Итак, что меняется? Пространство напротив устья переложенной печи становится кухней и, так же как и при прежнем расположении, отделяется от остальной части избы перегородкой (иногда перегородка отсутствует как в старом, так и в новом варианте). В стене напротив устья прорубают окно, если его не было там ранее. Хозяйскую кровать переносят в горницу, где устанавливают, как правило, поблизости от голландки (которую зачастую складывают только теперь). Сама печь кладется с отступом от задней стены избы; получившийся таким образом чулан служит дополнительным проходом в горницу — через устроенную в пятой стене дверь. В настоящее время эта дверь в большинстве случаев закрыта, либо вообще заделана, в образовавшемся тупике поставлен умывальник (иногда «судёнки»[14]). Здесь же, в чулане, находится люк в голбец, на стене — вешалка для одежды. Полати либо вовсе исчезают, либо, при недостатке спальных мест, размещаются над указанным чуланом, таким образом, они становятся намного у́же. На сегодняшний день полати уже не используются по прямому назначению (в некоторых семьях на них спали вплоть до 1980-х гг.). Если полати и сохраняются, то служат местом хранения продуктов: лука, чеснока и т.п. Основные детали современного кухонного интерьера следующие: газовая плита (появляется с проведением газа), холодильник (с 1970-х гг.), кухонный столик, посудный шкафчик или/и очень часто сохранившиеся судёнки, в ряде случаев еще и стиральная машина-автомат (у немногих и только в самое последнее время). Расположение названных объектов зависит от размеров кухни и избы и личных предпочтений хозяйки (см. рис. 2 и фотографии в конце статьи).

 

 

 

Рис. 2. План избы:
И — изба, К — кухня, Г — горница, С — сени;
1 — печь, 2 — стол, 3 — диван, 4 — чулан, 5 — горка, 6 — холодильник, 7 — газовая плита, 8 — телевизор, 9 — кровать, 10 — платяной шкаф

 

 

Вдоль боковины печи, обращенной в избу, размещается кровать или, сегодня гораздо чаще, диван. Напротив него, в бывшем кутнем углу — телевизор (первые телевизоры начинают появляться в 1970-х гг.[15] и, разумеется, только постепенно становятся распространенным явлением). Наименьшие изменения претерпел передний угол. В нем, как и прежде, располагается божница (к которой с обеих сторон примыкают фотографии членов семьи — как умерших, так и здравствующих) и стол. В промежутке между передним углом и углом с телевизором по фасадной стене могут устанавливаться сервант (горка), комод или трюмо. Наиболее произвольным в плане предметного наполнения является последний угол — образованный боковой стеной и перегородкой (если таковая имеется), которая отделяет кухню от избы. Этот угол может пустовать, там могут стоять стулья, еще одна кровать, платяной шкаф или горка, холодильник или/и стиральная машина, если они не поместились на кухне, и т.п. В горнице также часто находятся иконы. Кроме того, там можно увидеть стол, трюмо, еще один телевизор, шкаф, комод, сервант или горку, швейную машинку, сохранившиеся сундуки, в самое последнее время еще и компьютер[16] (расположение всего этого, по-видимому, произвольно). Но основная часть горницы занята кроватями, поскольку по существу она превращена в спальню[17].

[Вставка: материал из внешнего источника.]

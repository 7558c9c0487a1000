use clap::Args;
use opacidb::database::{OpacityDatabase, OpacityDocument};
use opacidb::OpacidbConfig;

use super::or_exit;

/// Arguments for the Export command
#[derive(Args)]
pub struct ExportArgs {
    /// Relational database to read, defaults to the configured one
    #[clap(long)]
    pub db: Option<String>,

    /// Document to write, defaults to the configured one
    #[clap(short, long)]
    pub output: Option<String>,
}

/// Arguments for the Import command
#[derive(Args)]
pub struct ImportArgs {
    /// Document to read, defaults to the configured one
    #[clap(long)]
    pub document: Option<String>,

    /// Database to (re)create, defaults to the configured one
    #[clap(short, long)]
    pub output: Option<String>,
}

pub fn run_export(config: &OpacidbConfig, args: ExportArgs) {
    let db_path = args.db.unwrap_or_else(|| config.sqlite_path());
    let doc_path = args.output.unwrap_or_else(|| config.document_path());

    let db = or_exit(OpacityDatabase::open_read_only(&db_path));
    let doc = or_exit(OpacityDocument::from_source(&db));
    or_exit(doc.save(&doc_path));

    eprintln!(
        "exported {} continuum and {} molecular curves from {} to {}",
        doc.continuum_count(),
        doc.molecular_count(),
        db_path,
        doc_path
    );
}

pub fn run_import(config: &OpacidbConfig, args: ImportArgs) {
    let doc_path = args.document.unwrap_or_else(|| config.document_path());
    let db_path = match args.output {
        Some(path) => path,
        None => {
            or_exit(config.ensure_data_dir());
            config.sqlite_path()
        }
    };

    let doc = or_exit(OpacityDocument::load(&doc_path));
    let db = or_exit(doc.write_to_database(&db_path));
    let summary = or_exit(db.summary());

    eprintln!(
        "imported {} continuum and {} molecular curves from {} into {}",
        summary.continuum_count, summary.molecular_count, doc_path, db_path
    );
}
use crate::{AppState, handlers};
use axum::{
    Router,
    routing::{get, post},
};

/// Public Router Module
///
/// Endpoints reachable without a session. The board handler only ever sees
/// rows the repository already restricted to `approved = true AND finish_on
/// > now`; the data routes are gated by their URL signature instead of a
/// session, and `data_create`/`data_update`/`data_delete` additionally pull
/// an `AuthUser` themselves.
pub fn public_routes() -> Router<AppState> {
    Router::new()
        // GET /health
        // Liveness probe for monitors and load balancers.
        .route("/health", get(|| async { "ok" }))
        // GET /notices?orderby=...&filter=...&new=...
        // The board. `orderby` picks cron (oldest first) or next (soonest to
        // expire); `filter` picks notices or events; `new` only selects the
        // post-redirect flash.
        .route("/notices", get(handlers::list_notices))
        // POST /user/register
        // Signup against the external identity provider plus the mirrored
        // local account row, left pending for an administrator.
        .route("/user/register", post(handlers::register_user))
        // GET /download/{name}
        // Streams an uploaded object (notice images) by sanitized name.
        .route("/download/{*name}", get(handlers::download_file))
        // GET /call, POST /call/{name}
        // The service-call dispatcher. Nothing is registered by default.
        .route("/call", get(handlers::list_services))
        .route("/call/{name}", post(handlers::call_service))
        // The data API. Every route below demands a valid `sig` token minted
        // by GET /sign; nothing here is reachable from an unsigned URL.
        .route("/data/tables", get(handlers::data_tables))
        .route(
            "/data/{table}",
            get(handlers::data_select).post(handlers::data_create),
        )
        .route("/data/{table}/search", get(handlers::data_search))
        .route(
            "/data/{table}/{id}",
            get(handlers::data_read)
                .put(handlers::data_update)
                .delete(handlers::data_delete),
        )
}
/// update_notice_admin
///
/// [Admin Route] Grid row action: partial edit of a notice row.
#[utoipa::path(
    put,
    path = "/admin/notices/{id}",
    params(("id" = Uuid, Path, description = "Notice ID")),
    request_body = UpdateNoticeRequest,
    responses((status = 200, description = "Updated", body = models::Notice))
)]
pub async fn update_notice_admin(
    user: AuthUser,
    State(state): State<AppState>,
    Path(id): Path<Uuid>,
    Json(payload): Json<UpdateNoticeRequest>,
) -> Result<Json<models::Notice>, StatusCode> {
    if !auth::is_admin(&user) {
        return Err(StatusCode::FORBIDDEN);
    }
    match state.repo.update_notice(id, payload).await {
        Some(notice) => Ok(Json(notice)),
        None => Err(StatusCode::NOT_FOUND),
    }
}

/// delete_notice
///
/// [Admin Route] Grid row action: removes a notice.
#[utoipa::path(
    delete,
    path = "/admin/notices/{id}",
    params(("id" = Uuid, Path, description = "Notice ID")),
    responses(
        (status = 204, description = "Deleted"),
        (status = 404, description = "Not Found")
    )
)]
pub async fn delete_notice(
    user: AuthUser,
    State(state): State<AppState>,
    Path(id): Path<Uuid>,
) -> StatusCode {
    if !auth::is_admin(&user) {
        return StatusCode::FORBIDDEN;
    }
    if state.repo.delete_notice(id).await {
        StatusCode::NO_CONTENT
    } else {
        StatusCode::NOT_FOUND
    }
}

// --- Admin: user accounts ---

/// admin_users
///
/// [Admin Route] The account grid, with `registration_key`,
/// `requires_approval` and `is_admin` widened to readable and writable.
/// Clearing a registration key is how a pending registration gets approved.
#[utoipa::path(
    get,
    path = "/admin/users",
    responses(
        (status = 200, description = "User grid", body = UserGridView),
        (status = 403, description = "Not an administrator")
    )
)]
pub async fn admin_users(
    user: AuthUser,
    State(state): State<AppState>,
) -> Result<Json<UserGridView>, StatusCode> {
    if !auth::is_admin(&user) {
        return Err(StatusCode::FORBIDDEN);
    }

    Ok(Json(UserGridView {
        columns: user_grid_columns(),
        grid: state.repo.list_users().await,
    }))
}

На смену люлькам пришли детские кроватки. Например, информант 1967 г.р. еще качался в люльке, его сестра 1974 г.р. — уже в напольной самодельной (сделанной местным плотником) качающейся кровати, которую поставили, что характерно, уже в горнице [ФА Тот24–8]. Неподвижные лавки вдоль стен сменяются переносными скамьями, появляются стулья; иногда — обычно в деревнях, близких к центральной усадьбе, — нет и скамей («Культура подходит — время, время — совремённые все стали, набрали диванов, крёсел да всё такое» [ФА Тот24–11]). Почти у всех пол на кухне, а иногда и во всей избе, застелен линолеумом. Стены, так же как и потолок, обычно обиты листами оргалита и оклеены обоями или же окрашены.

Описанные структурные соотношения элементов планировки и интерьера в целом характерны для подавляющего большинства обследованных мною изб. Имеются и некоторые исключения. Так, в ряде случаев по тем или иным причинам стол может быть несколько отодвинут от переднего угла (например, в самый угол поставлен горшок с гибискусом, который привезла информантке дочь и который больше негде «пристроить»), так же как и телевизор — от своего угла (в углу стоит горка и т.п.). Тем не менее, и в этих случаях объекты сохраняют определенное «тяготение» к указанным топосам.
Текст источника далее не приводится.